■ ABOUT THIS EXERCISE:
Answer with only the number of lines below where "dimmed" appears.
<<<<
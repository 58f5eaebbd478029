//! Plain data describing a plan or a finished session, for output.

use std::time::Duration;

use chrono::{DateTime, Local};
use serde::Serialize;

use crate::breath::controller::DriverTimings;
use crate::breath::phase::{PhaseKind, PhasePlan};

/// One phase row of a plan.
#[derive(Debug, Clone, PartialEq, Serialize)]
pub struct PhaseLine {
    pub kind: PhaseKind,
    pub seconds: f64,
    pub color: String,
    pub hint: String,
}

/// What a session with the current settings will look like.
#[derive(Debug, Clone, PartialEq, Serialize)]
pub struct PlanReport {
    pub phases: Vec<PhaseLine>,
    /// Pattern in `inhale-hold-exhale` seconds, e.g. `4-7-8`.
    pub pattern: String,
    pub target_cycles: u32,
    /// One cycle, phases only.
    pub cycle_seconds: f64,
    /// Whole session including settle delays and gaps between cycles.
    pub total_seconds: f64,
}

impl PlanReport {
    /// Describe `plan` run for `target_cycles` cycles.
    #[must_use]
    pub fn new(plan: &PhasePlan, target_cycles: u32, timings: &DriverTimings) -> Self {
        let target_cycles = target_cycles.max(1);
        let phases = plan
            .iter()
            .map(|phase| PhaseLine {
                kind: phase.kind,
                seconds: phase.duration.as_secs_f64(),
                color: phase.color.to_string(),
                hint: phase.hint.clone(),
            })
            .collect();
        Self {
            phases,
            pattern: pattern_label(plan),
            target_cycles,
            cycle_seconds: plan.cycle_duration().as_secs_f64(),
            total_seconds: session_length(plan, target_cycles, timings).as_secs_f64(),
        }
    }
}

/// Wall-clock length of a full session: every phase is followed by a
/// settle delay, and cycles are separated by the gap.
#[must_use]
pub fn session_length(plan: &PhasePlan, target_cycles: u32, timings: &DriverTimings) -> Duration {
    let cycles = target_cycles.max(1);
    let settles = u32::try_from(plan.iter().count()).unwrap_or(u32::MAX);
    let per_cycle = plan.cycle_duration() + timings.settle * settles;
    per_cycle * cycles + timings.cycle_gap * (cycles - 1)
}

/// `4-7-8` style label, trimming needless decimals.
#[must_use]
pub fn pattern_label(plan: &PhasePlan) -> String {
    plan.iter()
        .map(|phase| {
            let seconds = phase.duration.as_secs_f64();
            if phase.duration.subsec_nanos() == 0 {
                format!("{}", phase.duration.as_secs())
            } else {
                format!("{seconds}")
            }
        })
        .collect::<Vec<_>>()
        .join("-")
}

/// Outcome of a headless run.
#[derive(Debug, Clone, PartialEq, Serialize)]
pub struct SessionSummary {
    pub started_at: DateTime<Local>,
    pub finished_at: DateTime<Local>,
    pub pattern: String,
    pub cycles_completed: u32,
    pub target_cycles: u32,
    pub sound_enabled: bool,
    /// Audio backend in use, if one opened.
    pub backend: Option<String>,
}

impl SessionSummary {
    /// Elapsed wall-clock time.
    #[must_use]
    pub fn duration(&self) -> chrono::Duration {
        self.finished_at - self.started_at
    }
}

#[cfg(test)]
mod tests {
    use super::*;

    #[test]
    fn test_plan_report_defaults() {
        let report = PlanReport::new(&PhasePlan::default(), 1, &DriverTimings::default());
        assert_eq!(report.pattern, "4-7-8");
        assert_eq!(report.phases.len(), 3);
        assert_eq!(report.phases[1].kind, PhaseKind::Hold);
        assert!((report.cycle_seconds - 19.0).abs() < 1e-9);
        assert!((report.total_seconds - 19.15).abs() < 1e-9);
    }

    #[test]
    fn test_session_length_counts_gaps() {
        let timings = DriverTimings::default();
        let length = session_length(&PhasePlan::default(), 4, &timings);
        // 4 * (19 s + 150 ms) + 3 * 1 s
        assert_eq!(length, Duration::from_millis(4 * 19_150 + 3_000));
    }

    #[test]
    fn test_pattern_label_fractional() {
        let plan = PhasePlan::default().with_pattern("0.5-2-1.25".parse().unwrap());
        assert_eq!(pattern_label(&plan), "0.5-2-1.25");
    }
}
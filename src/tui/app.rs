//! Application state for the TUI.

use std::cell::Cell;
use std::time::Duration;

use tracing::info;

use crate::breath::{
    DriverTimings, PhasePlan, RenderPolicy, SessionController, ToneEmitter, ViewModel,
};
use crate::config::MAX_CYCLES;
use crate::core::{Clock, SystemClock};
use crate::tui::event::{Action, HitAreas};

/// Longest wait for input when no session task is pending.
pub const IDLE_POLL: Duration = Duration::from_millis(250);

/// Application state.
pub struct App<C: Clock = SystemClock> {
    session: SessionController<ViewModel, C>,
    /// Target cycle count chosen in the UI.
    pub cycles: u32,
    /// Draw the ring flashed this frame.
    pub flash: bool,
    /// One-line notice shown in the footer.
    pub status: Option<String>,
    /// Whether the app should quit.
    pub should_quit: bool,
    /// Clickable areas from the last draw.
    areas: Cell<HitAreas>,
}

impl App<SystemClock> {
    /// Create the app with an idle session on the wall clock.
    #[must_use]
    pub fn new(
        plan: PhasePlan,
        cycles: u32,
        timings: DriverTimings,
        tones: ToneEmitter,
        policy: RenderPolicy,
    ) -> Self {
        Self::with_clock(plan, cycles, timings, tones, policy, SystemClock::new())
    }
}

impl<C: Clock> App<C> {
    /// Create the app on a custom clock.
    #[must_use]
    pub fn with_clock(
        plan: PhasePlan,
        cycles: u32,
        timings: DriverTimings,
        tones: ToneEmitter,
        policy: RenderPolicy,
        clock: C,
    ) -> Self {
        let cycles = cycles.clamp(1, MAX_CYCLES);
        let session = SessionController::new(
            plan,
            cycles,
            timings,
            ViewModel::new(policy),
            clock,
            tones,
        )
        .with_policy(policy);
        Self {
            session,
            cycles,
            flash: false,
            status: None,
            should_quit: false,
            areas: Cell::new(HitAreas::default()),
        }
    }

    /// The latest display state.
    #[must_use]
    pub const fn view(&self) -> &ViewModel {
        self.session.presenter()
    }

    #[must_use]
    pub const fn session(&self) -> &SessionController<ViewModel, C> {
        &self.session
    }

    /// Run due session work and advance the flash.
    pub fn tick(&mut self) {
        self.session.pump();
        self.flash = self.session.presenter_mut().take_flash();
    }

    /// How long to wait for input before the next tick.
    #[must_use]
    pub fn poll_timeout(&self) -> Duration {
        self.session
            .time_until_next_task()
            .map_or(IDLE_POLL, |wait| wait.min(IDLE_POLL))
    }

    /// Apply a user action.
    pub fn handle(&mut self, action: Action) {
        match action {
            Action::Toggle => {
                self.status = None;
                self.session.toggle();
                if self.session.tones().is_unavailable() && self.view().active {
                    self.status = Some("Sound unavailable".to_string());
                }
            }
            Action::ToggleSound => {
                let enabled = self.session.toggle_sound();
                self.status = if !enabled && self.session.tones().is_unavailable() {
                    Some("Sound unavailable".to_string())
                } else {
                    None
                };
            }
            Action::CyclesUp => self.set_cycles(self.cycles.saturating_add(1)),
            Action::CyclesDown => self.set_cycles(self.cycles.saturating_sub(1)),
            Action::SetCycles(cycles) => self.set_cycles(cycles),
            Action::Quit => self.should_quit = true,
        }
    }

    /// Change the target and reset the session.
    fn set_cycles(&mut self, cycles: u32) {
        let cycles = cycles.clamp(1, MAX_CYCLES);
        if cycles == self.cycles {
            return;
        }
        info!(cycles, "target cycles changed");
        self.cycles = cycles;
        self.status = None;
        self.session.on_configuration_changed(cycles);
    }

    /// Clickable areas recorded by the last draw.
    #[must_use]
    pub fn areas(&self) -> HitAreas {
        self.areas.get()
    }

    /// Record clickable areas while drawing.
    pub fn set_areas(&self, areas: HitAreas) {
        self.areas.set(areas);
    }
}
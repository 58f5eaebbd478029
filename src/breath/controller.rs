//! The session state machine.
//!
//! `Idle → Running ⇄ Paused`, `Running → Finished → Running` on the next
//! trigger, and any state back to `Idle` on a configuration change.
//!
//! The controller never sleeps or spawns. The host loop calls
//! [`SessionController::pump`] whenever [`SessionController::next_deadline`]
//! has passed, and forwards user input to [`SessionController::toggle`] and
//! friends. All timing is recomputed from the injected [`Clock`], so missed
//! or late ticks never stretch a phase.

use std::time::Duration;

use tracing::{debug, info};

use crate::breath::phase::{Phase, PhasePlan};
use crate::breath::presenter::{Banner, Presenter};
use crate::breath::session::{SessionSnapshot, SessionState, SessionStatus};
use crate::breath::tone::{Cue, ToneEmitter};
use crate::breath::visual::{self, RenderPolicy, VisualFrame};
use crate::config::SessionConfig;
use crate::core::{Clock, TaskHandle, TaskScheduler};

/// Pause between the end of one phase and the start of the next.
pub const SETTLE_DELAY: Duration = Duration::from_millis(50);
/// Pause between the end of a cycle and the next Inhale.
pub const CYCLE_GAP: Duration = Duration::from_millis(1_000);

/// Tick cadences and transition delays.
#[derive(Debug, Clone, Copy, PartialEq, Eq)]
pub struct DriverTimings {
    /// Progress (ring and orb) refresh interval.
    pub frame_interval: Duration,
    /// Countdown refresh interval.
    pub countdown_interval: Duration,
    /// Delay before advancing to the next phase.
    pub settle: Duration,
    /// Delay between cycles.
    pub cycle_gap: Duration,
}

impl Default for DriverTimings {
    fn default() -> Self {
        Self {
            frame_interval: Duration::from_millis(16),
            countdown_interval: Duration::from_millis(100),
            settle: SETTLE_DELAY,
            cycle_gap: CYCLE_GAP,
        }
    }
}

impl DriverTimings {
    /// Timings from the `session` config section.
    #[must_use]
    pub fn from_config(config: &SessionConfig) -> Self {
        Self {
            frame_interval: Duration::from_millis(config.frame_interval_ms.max(1)),
            countdown_interval: Duration::from_millis(config.countdown_interval_ms.max(1)),
            ..Self::default()
        }
    }
}

#[derive(Debug, Clone, Copy, PartialEq, Eq)]
enum DriverTask {
    Progress,
    Countdown,
    Settle { next: usize },
    NextCycle,
}

impl DriverTask {
    const fn next_phase(self) -> Option<usize> {
        match self {
            Self::Settle { next } => Some(next),
            Self::NextCycle => Some(0),
            Self::Progress | Self::Countdown => None,
        }
    }
}

/// Handles of the tasks currently registered for the session.
#[derive(Debug, Default)]
struct Driver {
    progress: Option<TaskHandle>,
    countdown: Option<TaskHandle>,
    transition: Option<(TaskHandle, DriverTask)>,
}

impl Driver {
    fn owns(&self, handle: TaskHandle, task: DriverTask) -> bool {
        let current = match task {
            DriverTask::Progress => self.progress,
            DriverTask::Countdown => self.countdown,
            DriverTask::Settle { .. } | DriverTask::NextCycle => {
                self.transition.map(|(handle, _)| handle)
            }
        };
        current == Some(handle)
    }
}

/// A settle or cycle gap interrupted by a pause, resumed with its remaining
/// delay.
#[derive(Debug, Clone, Copy)]
struct HeldTransition {
    task: DriverTask,
    remaining: Duration,
}

/// Owns one breathing session and drives its presenter and tones.
pub struct SessionController<P: Presenter, C: Clock> {
    plan: PhasePlan,
    timings: DriverTimings,
    policy: RenderPolicy,
    configured_target: u32,
    state: SessionState,
    scheduler: TaskScheduler<DriverTask>,
    driver: Driver,
    held: Option<HeldTransition>,
    presenter: P,
    clock: C,
    tones: ToneEmitter,
}
use colored::Colorize;

use crate::breath::{hex_rgb, ColorToken, PlanReport, SessionSummary};
use crate::config::Config;

/// Format a duration as `MM:SS`.
#[must_use]
pub fn format_duration_mmss(d: chrono::Duration) -> String {
    let total_seconds = d.num_seconds().abs();
    let minutes = total_seconds / 60;
    let seconds = total_seconds % 60;
    format!("{minutes:02}:{seconds:02}")
}

/// Format a duration as a human-readable string.
#[must_use]
pub fn format_duration(d: chrono::Duration) -> String {
    let total_seconds = d.num_seconds();
    let minutes = total_seconds / 60;
    let seconds = total_seconds % 60;

    let plural = |n: i64| if n == 1 { "" } else { "s" };
    match (minutes, seconds) {
        (0, s) => format!("{s} second{}", plural(s)),
        (m, 0) => format!("{m} minute{}", plural(m)),
        (m, s) => format!("{m} minute{}, {s} second{}", plural(m), plural(s)),
    }
}

fn seconds_to_chrono(seconds: f64) -> chrono::Duration {
    #[allow(clippy::cast_possible_truncation)]
    let millis = (seconds * 1_000.0).round() as i64;
    chrono::Duration::milliseconds(millis)
}

fn paint(text: &str, color: &str) -> String {
    match hex_rgb(&ColorToken::new(color)) {
        Some((r, g, b)) => text.truecolor(r, g, b).bold().to_string(),
        None => text.bold().to_string(),
    }
}

/// Format a plan as a phase table plus totals.
#[must_use]
pub fn format_plan_pretty(plan: &PlanReport) -> String {
    let mut output = format!("Breathing plan {}\n", plan.pattern.bold());
    output.push_str(&"─".repeat(60));
    output.push('\n');

    for phase in &plan.phases {
        let name = format!("{:<7}", phase.kind.display_name());
        output.push_str(&format!(
            "{} {:>6}  {}\n",
            paint(&name, &phase.color),
            format!("{}s", phase.seconds),
            phase.hint.dimmed()
        ));
    }

    output.push_str(&"─".repeat(60));
    output.push('\n');
    output.push_str(&format!(
        "  {}: {}\n",
        "Cycle".dimmed(),
        format_duration(seconds_to_chrono(plan.cycle_seconds))
    ));
    output.push_str(&format!("  {}: {}\n", "Cycles".dimmed(), plan.target_cycles));
    output.push_str(&format!(
        "  {}: {} ({})",
        "Session".dimmed(),
        format_duration(seconds_to_chrono(plan.total_seconds)),
        format_duration_mmss(seconds_to_chrono(plan.total_seconds))
    ));

    output
}

/// Format the summary printed after a headless session.
#[must_use]
pub fn format_summary_pretty(summary: &SessionSummary) -> String {
    let mut output = format!(
        "{} {} of {}\n",
        "✓ Session complete:".green().bold(),
        summary.cycles_completed,
        summary.pattern.bold()
    );
    output.push_str(&format!(
        "  {}: {}\n",
        "Started".dimmed(),
        summary.started_at.format("%Y-%m-%d %H:%M:%S")
    ));
    output.push_str(&format!(
        "  {}: {}\n",
        "Duration".dimmed(),
        format_duration_mmss(summary.duration())
    ));
    output.push_str(&format!(
        "  {}: {}/{}\n",
        "Cycles".dimmed(),
        summary.cycles_completed,
        summary.target_cycles
    ));
    let sound = match (&summary.backend, summary.sound_enabled) {
        (Some(backend), true) => format!("on ({backend})"),
        _ => "off".to_string(),
    };
    output.push_str(&format!("  {}: {}", "Sound".dimmed(), sound));
    output
}

/// Format the effective configuration as annotated YAML.
///
/// # Errors
///
/// Returns an error if the configuration cannot be serialized.
pub fn format_config_pretty(config: &Config, source: &str) -> Result<String, serde_yaml::Error> {
    let yaml = serde_yaml::to_string(config)?;
    Ok(format!("{}\n{}", format!("# {source}").dimmed(), yaml.trim_end()))
}

#[cfg(test)]
mod tests {
    use super::*;
    use crate::breath::{DriverTimings, PhasePlan};
    use chrono::{Local, TimeZone};

    fn summary(sound_enabled: bool, backend: Option<&str>) -> SessionSummary {
        let started_at = Local.with_ymd_and_hms(2026, 3, 14, 7, 30, 0).unwrap();
        SessionSummary {
            started_at,
            finished_at: started_at + chrono::Duration::seconds(80),
            pattern: "4-7-8".to_string(),
            cycles_completed: 4,
            target_cycles: 4,
            sound_enabled,
            backend: backend.map(str::to_string),
        }
    }

    #[test]
    fn test_format_duration() {
        assert_eq!(format_duration(chrono::Duration::seconds(1)), "1 second");
        assert_eq!(format_duration(chrono::Duration::seconds(19)), "19 seconds");
        assert_eq!(format_duration(chrono::Duration::seconds(60)), "1 minute");
        assert_eq!(
            format_duration(chrono::Duration::seconds(79)),
            "1 minute, 19 seconds"
        );
        assert_eq!(format_duration(chrono::Duration::seconds(125)), "2 minutes, 5 seconds");
    }

    #[test]
    fn test_format_duration_mmss() {
        assert_eq!(format_duration_mmss(chrono::Duration::seconds(0)), "00:00");
        assert_eq!(format_duration_mmss(chrono::Duration::seconds(79)), "01:19");
        assert_eq!(format_duration_mmss(chrono::Duration::seconds(-5)), "00:05");
    }

    #[test]
    fn test_format_plan_pretty() {
        let report = PlanReport::new(&PhasePlan::default(), 4, &DriverTimings::default());
        let output = format_plan_pretty(&report);

        assert!(output.contains("Breathing plan"));
        assert!(output.contains("4-7-8"));
        assert!(output.contains("Inhale"));
        assert!(output.contains("Hold"));
        assert!(output.contains("Exhale"));
        assert!(output.contains("Rest softly, shoulders relaxed"));
        assert!(output.contains("19 seconds"));
        // 4 * 19.15 s + 3 s
        assert!(output.contains("1 minute, 19 seconds"));
        assert!(output.contains("01:19"));
    }

    #[test]
    fn test_format_summary_pretty() {
        let output = format_summary_pretty(&summary(true, Some("bell")));
        assert!(output.contains("Session complete"));
        assert!(output.contains("2026-03-14 07:30:00"));
        assert!(output.contains("01:20"));
        assert!(output.contains("4/4"));
        assert!(output.contains("on (bell)"));

        let muted = format_summary_pretty(&summary(false, Some("bell")));
        assert!(muted.contains("Sound"));
        assert!(muted.ends_with("off"));
    }

    #[test]
    fn test_format_config_pretty() {
        let output = format_config_pretty(&Config::default(), "defaults").unwrap();
        assert!(output.contains("defaults"));
        assert!(output.contains("target_cycles: 4"));
        assert!(output.contains("flat_hold_fill: true"));
    }
}
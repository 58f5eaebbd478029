//! Breathing phases and the fixed three-phase plan.

use std::fmt;
use std::str::FromStr;
use std::time::Duration;

use serde::{Deserialize, Serialize};

use crate::breath::tone::Cue;
use crate::config::{PhaseSettings, PhasesConfig};
use crate::error::BreathError;

/// Number of phases in one cycle.
pub const PHASE_COUNT: usize = 3;

/// The named segments of a breathing cycle.
#[derive(Debug, Clone, Copy, PartialEq, Eq, Hash, Serialize, Deserialize)]
#[serde(rename_all = "lowercase")]
pub enum PhaseKind {
    /// Breathe in.
    Inhale,
    /// Hold the breath.
    Hold,
    /// Breathe out.
    Exhale,
}

impl PhaseKind {
    /// All kinds in cycle order.
    pub const ALL: [Self; PHASE_COUNT] = [Self::Inhale, Self::Hold, Self::Exhale];

    /// Get display name.
    #[must_use]
    pub const fn display_name(self) -> &'static str {
        match self {
            Self::Inhale => "Inhale",
            Self::Hold => "Hold",
            Self::Exhale => "Exhale",
        }
    }

    /// The tone cue played when this phase begins.
    #[must_use]
    pub const fn cue(self) -> Cue {
        match self {
            Self::Inhale => Cue::Inhale,
            Self::Hold => Cue::Hold,
            Self::Exhale => Cue::Exhale,
        }
    }
}

impl fmt::Display for PhaseKind {
    fn fmt(&self, f: &mut fmt::Formatter<'_>) -> fmt::Result {
        write!(f, "{}", self.display_name())
    }
}

/// An opaque colour token handed to the presenter.
///
/// The core never interprets it; renderers decide what `#7dd3fc` or
/// `ring-active` look like.
#[derive(Debug, Clone, PartialEq, Eq, Hash, Serialize, Deserialize)]
#[serde(transparent)]
pub struct ColorToken(String);

impl ColorToken {
    /// Token used for the idle ring between and outside phases.
    pub const BASELINE: &'static str = "ring-active";

    /// Wrap a token.
    #[must_use]
    pub fn new(token: impl Into<String>) -> Self {
        Self(token.into())
    }

    /// The baseline ring colour.
    #[must_use]
    pub fn baseline() -> Self {
        Self::new(Self::BASELINE)
    }

    /// Whether this is the baseline token.
    #[must_use]
    pub fn is_baseline(&self) -> bool {
        self.0 == Self::BASELINE
    }

    /// Raw token text.
    #[must_use]
    pub fn as_str(&self) -> &str {
        &self.0
    }
}

impl fmt::Display for ColorToken {
    fn fmt(&self, f: &mut fmt::Formatter<'_>) -> fmt::Result {
        f.write_str(&self.0)
    }
}

/// One phase of the plan.
#[derive(Debug, Clone, PartialEq, Eq)]
pub struct Phase {
    /// Which segment this is.
    pub kind: PhaseKind,
    /// How long it lasts. Always non-zero.
    pub duration: Duration,
    /// Colour token for label and ring.
    pub color: ColorToken,
    /// Guidance text shown while the phase runs.
    pub hint: String,
}

impl Phase {
    fn from_settings(kind: PhaseKind, settings: &PhaseSettings) -> Result<Self, BreathError> {
        Ok(Self {
            kind,
            duration: seconds_to_duration(kind.display_name(), settings.seconds)?,
            color: ColorToken::new(settings.color.clone()),
            hint: settings.hint.clone(),
        })
    }
}

/// Phase durations given on the command line, e.g. `4-7-8`.
#[derive(Debug, Clone, Copy, PartialEq, Eq)]
pub struct BreathPattern {
    /// Inhale length.
    pub inhale: Duration,
    /// Hold length.
    pub hold: Duration,
    /// Exhale length.
    pub exhale: Duration,
}

impl FromStr for BreathPattern {
    type Err = BreathError;

    fn from_str(s: &str) -> Result<Self, Self::Err> {
        let invalid = || BreathError::InvalidPattern(s.to_string());
        let parts: Vec<&str> = s.trim().split('-').collect();
        if parts.len() != PHASE_COUNT {
            return Err(invalid());
        }

        let mut durations = [Duration::ZERO; PHASE_COUNT];
        for (slot, part) in durations.iter_mut().zip(&parts) {
            let seconds: f64 = part.trim().parse().map_err(|_| invalid())?;
            *slot = Duration::try_from_secs_f64(seconds).map_err(|_| invalid())?;
            if slot.is_zero() {
                return Err(invalid());
            }
        }

        Ok(Self {
            inhale: durations[0],
            hold: durations[1],
            exhale: durations[2],
        })
    }
}

/// The ordered Inhale, Hold, Exhale sequence.
#[derive(Debug, Clone, PartialEq, Eq)]
pub struct PhasePlan {
    phases: [Phase; PHASE_COUNT],
}

impl PhasePlan {
    /// Build a plan from the configured phases.
    ///
    /// # Errors
    ///
    /// Returns `BreathError::Config` if a phase length is not a positive,
    /// finite number of seconds.
    pub fn from_config(config: &PhasesConfig) -> Result<Self, BreathError> {
        Ok(Self {
            phases: [
                Phase::from_settings(PhaseKind::Inhale, &config.inhale)?,
                Phase::from_settings(PhaseKind::Hold, &config.hold)?,
                Phase::from_settings(PhaseKind::Exhale, &config.exhale)?,
            ],
        })
    }

    /// Replace the durations, keeping colours and hints.
    #[must_use]
    pub fn with_pattern(mut self, pattern: BreathPattern) -> Self {
        self.phases[0].duration = pattern.inhale;
        self.phases[1].duration = pattern.hold;
        self.phases[2].duration = pattern.exhale;
        self
    }

    /// Phase at `index`, if any.
    #[must_use]
    pub fn get(&self, index: usize) -> Option<&Phase> {
        self.phases.get(index)
    }

    /// Phases in order.
    pub fn iter(&self) -> impl Iterator<Item = &Phase> {
        self.phases.iter()
    }

    /// Length of one full cycle, not counting settle delays.
    #[must_use]
    pub fn cycle_duration(&self) -> Duration {
        self.phases.iter().map(|phase| phase.duration).sum()
    }
}

impl Default for PhasePlan {
    fn default() -> Self {
        let defaults = PhasesConfig::default();
        Self {
            phases: [
                default_phase(PhaseKind::Inhale, &defaults.inhale),
                default_phase(PhaseKind::Hold, &defaults.hold),
                default_phase(PhaseKind::Exhale, &defaults.exhale),
            ],
        }
    }
}

fn default_phase(kind: PhaseKind, settings: &PhaseSettings) -> Phase {
    Phase {
        kind,
        duration: Duration::from_secs_f64(settings.seconds),
        color: ColorToken::new(settings.color.clone()),
        hint: settings.hint.clone(),
    }
}

fn seconds_to_duration(name: &str, seconds: f64) -> Result<Duration, BreathError> {
    match Duration::try_from_secs_f64(seconds) {
        Ok(duration) if !duration.is_zero() => Ok(duration),
        _ => Err(BreathError::Config(format!(
            "{name} must last a positive number of seconds, got {seconds}"
        ))),
    }
}
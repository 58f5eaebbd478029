//! Output formatting for breathwork.
//!
//! Pretty output is colored for humans; JSON output is for scripts.

mod json;
mod pretty;

use crate::breath::{PlanReport, SessionSummary};
use crate::cli::args::OutputFormat;
use crate::error::BreathError;

pub use json::*;
pub use pretty::*;

/// Format a plan based on output format
///
/// # Errors
///
/// Returns `BreathError::Json` if JSON serialization fails.
pub fn format_plan(plan: &PlanReport, format: OutputFormat) -> Result<String, BreathError> {
    match format {
        OutputFormat::Pretty => Ok(format_plan_pretty(plan)),
        OutputFormat::Json => to_json(plan),
    }
}

/// Format a session summary based on output format
///
/// # Errors
///
/// Returns `BreathError::Json` if JSON serialization fails.
pub fn format_summary(
    summary: &SessionSummary,
    format: OutputFormat,
) -> Result<String, BreathError> {
    match format {
        OutputFormat::Pretty => Ok(format_summary_pretty(summary)),
        OutputFormat::Json => to_json(summary),
    }
}
//! Terminal User Interface (TUI) for breathwork.
//!
//! Draws the breathing ring, orb, phase label, countdown and hint, and
//! maps keys and clicks onto the session controller. Built with ratatui
//! and crossterm.

mod app;
mod event;
mod ui;

pub use app::App;
pub use event::{map_event, Action, HitAreas};

use std::io;

use crossterm::{
    event::{DisableMouseCapture, EnableMouseCapture},
    execute,
    terminal::{disable_raw_mode, enable_raw_mode, EnterAlternateScreen, LeaveAlternateScreen},
};
use ratatui::prelude::*;
use tracing::info;

use crate::breath::{DriverTimings, PhasePlan, RenderPolicy, ToneEmitter};
use crate::core::Clock;
use crate::error::BreathError;

/// Run the TUI application until the user quits.
///
/// # Errors
///
/// Returns an error if the TUI fails to initialize or run.
pub fn run(
    plan: PhasePlan,
    cycles: u32,
    timings: DriverTimings,
    tones: ToneEmitter,
    policy: RenderPolicy,
) -> Result<(), BreathError> {
    enable_raw_mode().map_err(|e| BreathError::terminal("Failed to enable raw mode", e))?;
    let mut stdout = io::stdout();
    if let Err(e) = execute!(stdout, EnterAlternateScreen, EnableMouseCapture) {
        disable_raw_mode().ok();
        return Err(BreathError::terminal("Failed to setup terminal", e));
    }

    let backend = CrosstermBackend::new(stdout);
    let result = Terminal::new(backend)
        .map_err(|e| BreathError::terminal("Failed to create terminal", e))
        .and_then(|mut terminal| {
            let mut app = App::new(plan, cycles, timings, tones, policy);
            let result = run_app(&mut terminal, &mut app);
            terminal.show_cursor().ok();
            result
        });

    // Restore terminal
    disable_raw_mode().ok();
    execute!(io::stdout(), LeaveAlternateScreen, DisableMouseCapture).ok();

    result
}

/// Run the main application loop.
fn run_app<B: Backend, C: Clock>(
    terminal: &mut Terminal<B>,
    app: &mut App<C>,
) -> Result<(), BreathError> {
    info!("terminal UI started");
    while !app.should_quit {
        app.tick();

        terminal
            .draw(|frame| ui::render(frame, app))
            .map_err(|e| BreathError::terminal("Failed to draw", e))?;

        if let Some(action) = event::next_action(app.poll_timeout(), app.areas())? {
            app.handle(action);
        }
    }
    info!(status = %app.session().status(), "terminal UI closed");
    Ok(())
}
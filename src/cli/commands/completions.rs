//! Shell completion generation.

use clap::CommandFactory;
use clap_complete::Shell;

use crate::cli::args::Cli;
use crate::error::BreathError;

/// Generate a completion script for `shell`.
///
/// # Errors
///
/// Returns an error if the generated script is not valid UTF-8.
pub fn completions(shell: Shell) -> Result<String, BreathError> {
    let mut buf = Vec::new();
    clap_complete::generate(shell, &mut Cli::command(), "breathwork", &mut buf);
    String::from_utf8(buf).map_err(|e| BreathError::Parse(format!("UTF-8 error: {e}")))
}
>>>>
■ RESULT OF THIS TASK:
9